[Dataset entries]

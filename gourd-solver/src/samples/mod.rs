//! Small, well-known models which exercise the different constraint kinds of the solver.
//!
//! Every builder returns a struct holding the [`Model`] together with the variables of interest,
//! so a caller can solve it and read the answer back from a [`SolutionView`].

mod bin_packing;
mod job_shop;
mod n_queens;
mod send_more_money;
mod tsp;

pub use bin_packing::bin_packing;
pub use bin_packing::BinPacking;
pub use job_shop::job_shop;
pub use job_shop::JobShop;
pub use job_shop::Operation;
pub use n_queens::n_queens;
pub use n_queens::NQueens;
pub use send_more_money::send_more_money;
pub use send_more_money::SendMoreMoney;
pub use tsp::tsp;
pub use tsp::Tsp;

use gourd_core::api::SolutionView;
use gourd_core::model::Model;

/// A sample model which knows how to present its solutions.
pub trait Sample {
    fn model(&self) -> &Model;

    /// A human readable rendition of the solution.
    fn format_solution(&self, solution: &SolutionView<'_>) -> String;
}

Assignment:
The lines from the one containing "of the solution." through the end of the data are to be copied exactly, the first and last of them included.

Problem solution:
    /// A human readable rendition of the solution.
    fn format_solution(&self, solution: &SolutionView<'_>) -> String;
}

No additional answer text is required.